The present study also elucidated a significant reduction of the richness of gut microbiota in PTB patients after one-month of anti-tuberculosis treatment. This finding is supported by research performed by Namasivayam
et. al [
23], which achieved similar results in mice after anti-tuberculosis treatment, wherein the richness of gut microbiota of the mice was similarly decreased. However, the relative abundance of gut microbiota between the patients upon admission and after one-month of treatment presented no significant difference in our study, which was in contrast to the results of Namasivayam
et. al [
23]. Namasivayam
et. al. reported that the relative abundance of the gut microbiota in TB mice before and after anti-tuberculosis treatment were significantly different. Several factors may account for this discrepancy. One obvious difference would be the species of the subject population. While Namasivayam
et. al. utilized an animal model of TB, the present study evaluated human children with TB. Another possibility is that the anti-tuberculosis treatment regimen was different between the two studies. In our study, all patients received a 4-drug regimen including isoniazid, rifampicin, pyrazinamide and ethambutol. But in the study of Namasivayam
et, all mice received a 3-drug regimen including isoniazid, rifampin, and pyrazinamide. We speculated that changes in the gut microbiota of PTB patients after treatment may be linked to the following factors. First, the direct effect of the anti-tuberculosis drugs on the gut microbiota. Second, the bidirectionality of gut-lung interactions could be such that when the immunity of the pulmonary condition is improved, the local immunity of intestine (as well as gut microbiota) may be proportionally improved through the influenced of the ‘gut-lung axis’ cross-talk.

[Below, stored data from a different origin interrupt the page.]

//! Background job scheduler.
//!
//! Registers the recurring smart-enrichment pass when `REVLOC_ENRICH_CRON`
//! is configured. Without a schedule no scheduler is started and enrichment
//! runs only on demand.

use std::sync::Arc;

use revloc_engine::{EnrichmentKind, EnrichmentPipeline};
use tokio_cron_scheduler::{Job, JobScheduler, JobSchedulerError};

/// Builds and starts the background job scheduler.
///
/// Returns the running [`JobScheduler`] handle, which must be kept alive for
/// the lifetime of the process. Dropping it shuts down all scheduled jobs.
///
/// # Errors
///
/// Returns [`JobSchedulerError`] if the scheduler cannot be initialised, the
/// cron expression is rejected, or the scheduler fails to start.
pub async fn build_scheduler(
    pipeline: Arc<EnrichmentPipeline>,
    cron: Option<&str>,
) -> Result<Option<JobScheduler>, JobSchedulerError> {
    let Some(cron) = cron.map(str::trim).filter(|c| !c.is_empty()) else {
        tracing::info!("REVLOC_ENRICH_CRON not set; scheduled enrichment disabled");
        return Ok(None);
    };

    let scheduler = JobScheduler::new().await?;
    register_enrichment_job(&scheduler, pipeline, cron).await?;
    scheduler.start().await?;

    tracing::info!(cron, "scheduled smart enrichment registered");
    Ok(Some(scheduler))
}

/// Register the smart enrichment pass on the given schedule.
///
/// Overlapping runs are harmless: records claimed by a running pass are
/// skipped by the next one.
async fn register_enrichment_job(
    scheduler: &JobScheduler,
    pipeline: Arc<EnrichmentPipeline>,
    cron: &str,
) -> Result<(), JobSchedulerError> {
    let job = Job::new_async(cron, move |_uuid, _lock| {
        let pipeline = Arc::clone(&pipeline);

        Box::pin(async move {
            tracing::info!("scheduler: starting smart enrichment run");
            let report = pipeline.run(EnrichmentKind::Smart).await;
            if report.success {
                tracing::info!(message = %report.message, "scheduler: smart enrichment run complete");
            } else {
                tracing::error!(errors = ?report.errors, "scheduler: smart enrichment run failed");
            }
        })
    })?;

    scheduler.add(job).await?;
    Ok(())
}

There were several limitations in the present study. First, owing to the risk of radiation exposure to healthy children, this study did not obtain chest X-ray to exclude PTB in healthy controls. However, tuberculin test, medical history and a physical examination were used to eliminate the possibility of PTB in healthy controls. It has been reported that the sensitivity and specificity of the tuberculin test for screening TB is greater than 80% [
39], thus it can be reliably used to detect TB in subject pools. The present study was limited by the cross-sectional research design, inhibiting the ability to detect causal relationships between the gut microbiota and the development of PTB. Another limitation is the relative small simple size. Because only 18 patients were enrolled in our study, so we didn’t analyze the characterization of gut microbiota in PTB patients in different age groups including infant, childhood and adolescent groups. What’s more, present study only explored changes in the gut microbiota of six PTB patients after one-month of anti-tuberculosis treatment and therefore may not comprehensively reflect the changes in the gut microbiota of pediatric PTB patients after anti-tuberculosis treatment. Finally, a large-scale, multi-center study would be required to validate this initial characterization of the gut microbiota of pediatric TB patients.